• **The task**
Please find all lines containing "Emitter" in the listing below and copy them.

----

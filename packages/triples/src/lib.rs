#![cfg_attr(feature = "fail-on-warnings", deny(warnings))]
#![warn(clippy::all, clippy::pedantic, clippy::nursery, clippy::cargo)]
#![allow(clippy::multiple_crate_versions, clippy::cargo_common_metadata)]

//! Linked-data publication of regulations, plot properties and allowable
//! GFAs.
//!
//! [`Emitter`] turns pipeline values into a [`QuadSet`] whose subjects are
//! minted from natural keys, so re-running a command on the same inputs
//! writes a byte-identical N-Quads file and re-uploads the same statements.
//! [`StoreSink`] appends quad sets to a SPARQL store namespace in batches.

pub mod emit;
pub mod quad;
pub mod sink;
pub mod vocab;

pub use emit::Emitter;
pub use quad::{Quad, QuadSet, Term};
pub use sink::{NamespaceStatus, StoreSink};

/// Errors talking to the store.
#[derive(Debug, thiserror::Error)]
pub enum SinkError {
    /// Request could not be sent or the response not read.
    #[error("HTTP error: {0}")]
    Http(#[from] reqwest::Error),

    /// The store answered with a non-success status.
    #[error("HTTP {status} from {url}: {body}")]
    Status {
        /// Request URL.
        url: String,
        /// Response status code.
        status: u16,
        /// Start of the response body.
        body: String,
    },
}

----

• **Output below**
//! [`Emitter`] turns pipeline values into a [`QuadSet`] whose subjects are
pub use emit::Emitter;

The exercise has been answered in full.